2 octobre 2025 |

Ecrit par le 2 octobre 2025

L’eau, un bien commun en danger : appel à la mobilisation dans le Vaucluse et au-delà

Face au dérèglement climatique, la gestion de l’eau devient l’un des enjeux majeurs de notre siècle. Karine Viciana, directrice de la Maison Régionale de l’Eau, tire la sonnette d’alarme et invite à repenser notre rapport à cette ressource vitale.

Parler d’eau aujourd’hui, ce n’est plus seulement parler de rivières ou de nappes phréatiques, c’est parler d’avenir, de solidarité territoriale, de survie. C’est ce que défend Karine Viciana, directrice de la Maison Régionale de l’Eau, association scientifique engagée dans la connaissance et la préservation des milieux aquatiques en Provence-Alpes-Côte d’Azur. Nous l’avions rencontrée lors du colloque, ‘Faire face à l’enjeu crucial de l’eau organisé par Julien Dezecot, directeur de publication du magazine Sans transition. « C’est la fin de l’eau facile », prévient-elle.

Observer, comprendre… et transmettre
Les équipes de la Maison Régionale de l’Eau arpentent les cours d’eau du sud de la France pour surveiller leur évolution, mesurer l’impact du changement climatique, des pollutions et des pressions humaines. Mais leur mission ne s’arrête pas là : elles rendent ces savoirs accessibles à tous — élus, scolaires, professionnels, citoyens — grâce à des conférences, ateliers et outils pédagogiques.
« La démocratisation des connaissances est une mission d’intérêt général. L’eau nous concerne tous. »

Le Vaucluse face aux extrêmes climatiques
Dans le Vaucluse, comme dans l’ensemble du bassin méditerranéen, les défis sont de taille : sécheresses intenses, orages dévastateurs, inondations violentes. Le climat devient de plus en plus instable, et les territoires doivent s’adapter rapidement.
« On entre dans une ère d’extrêmes. Il va falloir apprendre à vivre avec trop d’eau… ou pas assez. » Et cela implique de revoir nos usages, nos aménagements, nos priorités.

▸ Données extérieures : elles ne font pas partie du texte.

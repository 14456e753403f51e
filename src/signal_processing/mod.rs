pub mod angle;
pub mod kalman;
pub mod threshold_detector;

pub use angle::{
    angle_difference, compass_bearing, vector_angle, wrap_degrees, wrap_degrees_signed,
};
pub use kalman::{FilterState, ScalarKalman};
pub use threshold_detector::FallingEdgeDetector;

Tourisme, agriculture, industrie : tous concernés
Le tourisme, première économie du littoral, doit évoluer. L’agriculture, elle, est déjà en souffrance : « Même avec de l’hydraulique agricole, si le robinet est à sec, il l’est pour tout le monde. » Et l’industrie, bien que moins directement ciblée par l’association, est touchée à travers des relais comme les Chambres de commerce.
Ce changement d’usage doit être rapide : « Il doit se faire sur moins d’une génération. »

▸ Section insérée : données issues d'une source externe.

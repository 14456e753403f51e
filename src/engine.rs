use std::sync::Arc;

use crossbeam_channel::{Receiver, Sender, never, select};

use crate::graph::Graph;
use crate::navigation::{NavEvent, Navigator, TurnGuidance};
use crate::sensors::SensorEvent;

/// Control messages for a running engine
#[derive(Debug, Clone)]
pub enum EngineCommand {
    Route {
        graph: Arc<Graph>,
        start: String,
        end: String,
    },
    Stop,
    Shutdown,
}

/// What the engine reports back
#[derive(Debug, Clone, PartialEq)]
pub enum EngineOutput {
    Event(NavEvent),
    Guidance(TurnGuidance),
}

enum Input {
    Accelerometer,
    Magnetometer,
    Control,
}

/// Drive a navigator from sensor and control channels until shut down
///
/// Samples from the two sensor streams interleave in arrival order and each
/// is handled to completion before the next. The loop ends on
/// [`EngineCommand::Shutdown`] or once every input channel is disconnected,
/// and hands the navigator back for inspection.
pub fn run(
    mut navigator: Navigator,
    accel_rx: Receiver<SensorEvent>,
    mag_rx: Receiver<SensorEvent>,
    control_rx: Receiver<EngineCommand>,
    output_tx: Sender<EngineOutput>,
) -> Navigator {
    let event_tx = output_tx.clone();
    let forward = navigator.subscribe(move |event| {
        if event_tx.send(EngineOutput::Event(event.clone())).is_err() {
            log::debug!("Output receiver gone, dropping {} event", event.name());
        }
    });

    let mut accel_rx = accel_rx;
    let mut mag_rx = mag_rx;
    let mut control_rx = control_rx;
    let mut open_inputs = 3;

    log::debug!("Engine loop started");

    loop {
        let mut closed = None;

        select! {
            recv(accel_rx) -> msg => match msg {
                Ok(event) => {
                    navigator.handle_sensor_event(&event);
                }
                Err(_) => closed = Some(Input::Accelerometer),
            },
            recv(mag_rx) -> msg => match msg {
                Ok(event) => {
                    if let Some(guidance) = navigator.handle_sensor_event(&event)
                        && output_tx.send(EngineOutput::Guidance(guidance)).is_err()
                    {
                        log::debug!("Output receiver gone, dropping guidance");
                    }
                }
                Err(_) => closed = Some(Input::Magnetometer),
            },
            recv(control_rx) -> msg => match msg {
                Ok(EngineCommand::Route { graph, start, end }) => {
                    if let Err(e) = navigator.request_route(&graph, &start, &end) {
                        log::debug!("Route request failed: {}", e);
                    }
                }
                Ok(EngineCommand::Stop) => navigator.stop(),
                Ok(EngineCommand::Shutdown) => {
                    log::debug!("Engine shutdown requested");
                    break;
                }
                Err(_) => closed = Some(Input::Control),
            },
        }

        match closed {
            Some(Input::Accelerometer) => {
                log::debug!("Accelerometer stream closed");
                accel_rx = never();
            }
            Some(Input::Magnetometer) => {
                log::debug!("Magnetometer stream closed");
                mag_rx = never();
            }
            Some(Input::Control) => {
                log::debug!("Control channel closed");
                control_rx = never();
            }
            None => continue,
        }

        open_inputs -= 1;
        if open_inputs == 0 {
            log::debug!("All inputs closed");
            break;
        }
    }

    navigator.unsubscribe(forward);
    navigator
}

#[cfg(test)]
mod tests {
    use super::*;
    use crate::config::{NavConfig, StepConfig};
    use crate::graph::{Edge, Node};
    use crate::navigation::NavigationState;
    use crate::sensors::{AccelSample, MagSample};
    use crossbeam_channel::{RecvTimeoutError, unbounded};
    use std::thread;
    use std::time::Duration;

    const WAIT: Duration = Duration::from_secs(5);

    fn config() -> NavConfig {
        let mut config = NavConfig::default();
        config.steps = StepConfig {
            process_noise: 1e6,
            measurement_noise: 1e-6,
            ..StepConfig::default()
        };
        config.progress.steps_per_waypoint = 2;
        config.announcements.enabled = false;
        config
    }

    fn hallway() -> Arc<Graph> {
        Arc::new(Graph::new(
            vec![
                Node::new("a", "A", 0.0, 0.0, 0.0),
                Node::new("b", "B", 5.0, 0.0, 0.0),
                Node::new("c", "C", 10.0, 0.0, 0.0),
            ],
            vec![Edge::new("ab", "a", "b"), Edge::new("bc", "b", "c")],
        ))
    }

    fn wait_for<F>(rx: &Receiver<EngineOutput>, mut pred: F) -> Vec<EngineOutput>
    where
        F: FnMut(&EngineOutput) -> bool,
    {
        let mut seen = Vec::new();
        loop {
            match rx.recv_timeout(WAIT) {
                Ok(out) => {
                    let done = pred(&out);
                    seen.push(out);
                    if done {
                        return seen;
                    }
                }
                Err(RecvTimeoutError::Timeout) => panic!("timed out, saw {seen:?}"),
                Err(RecvTimeoutError::Disconnected) => panic!("engine gone, saw {seen:?}"),
            }
        }
    }

    #[test]
    fn test_engine_walks_route_to_arrival() {
        let (accel_tx, accel_rx) = unbounded();
        let (mag_tx, mag_rx) = unbounded();
        let (control_tx, control_rx) = unbounded();
        let (out_tx, out_rx) = unbounded();

        let handle = thread::spawn(move || {
            run(Navigator::new(config()), accel_rx, mag_rx, control_rx, out_tx)
        });

        control_tx
            .send(EngineCommand::Route {
                graph: hallway(),
                start: "a".into(),
                end: "c".into(),
            })
            .unwrap();
        wait_for(&out_rx, |o| {
            matches!(o, EngineOutput::Event(NavEvent::RouteStarted { .. }))
        });

        mag_tx
            .send(SensorEvent::Magnetometer(MagSample::new(0.0, 1.0, Duration::ZERO)))
            .unwrap();
        let seen = wait_for(&out_rx, |o| matches!(o, EngineOutput::Guidance(_)));
        assert!(matches!(
            seen.last(),
            Some(EngineOutput::Guidance(g)) if g.path_bearing == 90.0
        ));

        for step in 0..4u64 {
            let t = step * 500;
            for (offset, magnitude) in [(0, 1.0), (30, 1.3), (60, 0.9)] {
                let sample = AccelSample::new(0.0, 0.0, magnitude, Duration::from_millis(t + offset));
                accel_tx.send(SensorEvent::Accelerometer(sample)).unwrap();
            }
        }
        let seen = wait_for(&out_rx, |o| {
            matches!(o, EngineOutput::Event(NavEvent::Arrived { .. }))
        });
        assert!(seen.iter().any(|o| matches!(
            o,
            EngineOutput::Event(NavEvent::WaypointReached { index: 1, .. })
        )));

        control_tx.send(EngineCommand::Shutdown).unwrap();
        let navigator = handle.join().unwrap();
        assert_eq!(navigator.state(), NavigationState::Arrived);
        assert_eq!(navigator.steps_walked(), 4);
    }

    #[test]
    fn test_engine_survives_dropped_output() {
        let (accel_tx, accel_rx) = unbounded();
        let (mag_tx, mag_rx) = unbounded();
        let (control_tx, control_rx) = unbounded::<EngineCommand>();
        let (out_tx, out_rx) = unbounded();
        drop(out_rx);

        let mut navigator = Navigator::new(config());
        navigator.request_route(&hallway(), "a", "c").unwrap();

        mag_tx
            .send(SensorEvent::Magnetometer(MagSample::new(0.0, 1.0, Duration::ZERO)))
            .unwrap();
        drop(mag_tx);
        drop(control_tx);
        for step in 0..4u64 {
            let t = step * 500;
            for (offset, magnitude) in [(0, 1.0), (30, 1.3), (60, 0.9)] {
                let sample = AccelSample::new(0.0, 0.0, magnitude, Duration::from_millis(t + offset));
                accel_tx.send(SensorEvent::Accelerometer(sample)).unwrap();
            }
        }
        drop(accel_tx);

        let navigator = run(navigator, accel_rx, mag_rx, control_rx, out_tx);
        assert_eq!(navigator.steps_walked(), 4);
        assert_eq!(navigator.state(), NavigationState::Arrived);
    }

    #[test]
    fn test_engine_exits_when_inputs_close() {
        let (accel_tx, accel_rx) = unbounded::<SensorEvent>();
        let (mag_tx, mag_rx) = unbounded::<SensorEvent>();
        let (control_tx, control_rx) = unbounded();
        let (out_tx, _out_rx) = unbounded();

        drop(accel_tx);
        drop(mag_tx);
        drop(control_tx);

        let navigator = run(Navigator::new(config()), accel_rx, mag_rx, control_rx, out_tx);
        assert_eq!(navigator.state(), NavigationState::Idle);
    }
}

Repenser nos modèles… mais localement
Si Israël est souvent cité comme un modèle en matière de gestion de l’eau, Karine Viciana tempère : « Leur contexte climatique et géologique est très différent. Ce qui fonctionne là-bas ne marchera pas forcément ici. Il faut des solutions sur mesure, adaptées à chaque territoire. »
Ces « bouquets de solutions » devront prendre en compte l’environnement, les activités humaines et la biodiversité, souvent négligée.

Karine Viciana, Copyright MMH

Une eau invisible… et oubliée
Autre sujet brûlant : les eaux souterraines. Peu connues, souvent mal surveillées, elles sont pourtant massivement exploitées.
« On fore, on pompe… mais on ne sait presque rien de leur fonctionnement. Certaines nappes contiennent de l’eau vieille de 30 000 ans. »
Dans la nappe du Miocène, par exemple, plus de 10 000 forages ont été recensés, sans véritable gouvernance collective.
« Il faut arrêter d’agir en ordre dispersé. Ces eaux doivent être gérées comme des biens communs. »

Partager, anticiper, coopérer
La solidarité entre territoires est déjà une réalité : « L’eau de Serre-Ponçon, dans les Alpes, permet à Marseille de boire. » Mais qu’en sera-t-il demain, si les retenues ne se remplissent plus comme avant ? Karine Viciana appelle à une gouvernance apaisée, collective et solidaire de l’eau : entre les secteurs, entre les territoires, entre les générations. L’objectif ? Éviter les conflits et garantir l’accès à tous, y compris à la biodiversité.

Un changement de culture à engager
En filigrane, c’est toute notre culture de l’eau qui doit évoluer. « Ouvrir un robinet, aujourd’hui, semble banal. Mais dans les années 60, il n’y avait de l’eau que deux heures par jour à Toulon. » Revoir notre consommation, adopter la sobriété, rendre à l’eau sa juste valeur : voilà le défi.
L’eau n’est pas inépuisable. Elle n’est plus un luxe évident. Elle est un bien commun à partager, à protéger, à repenser. Collectivement. Et dès maintenant.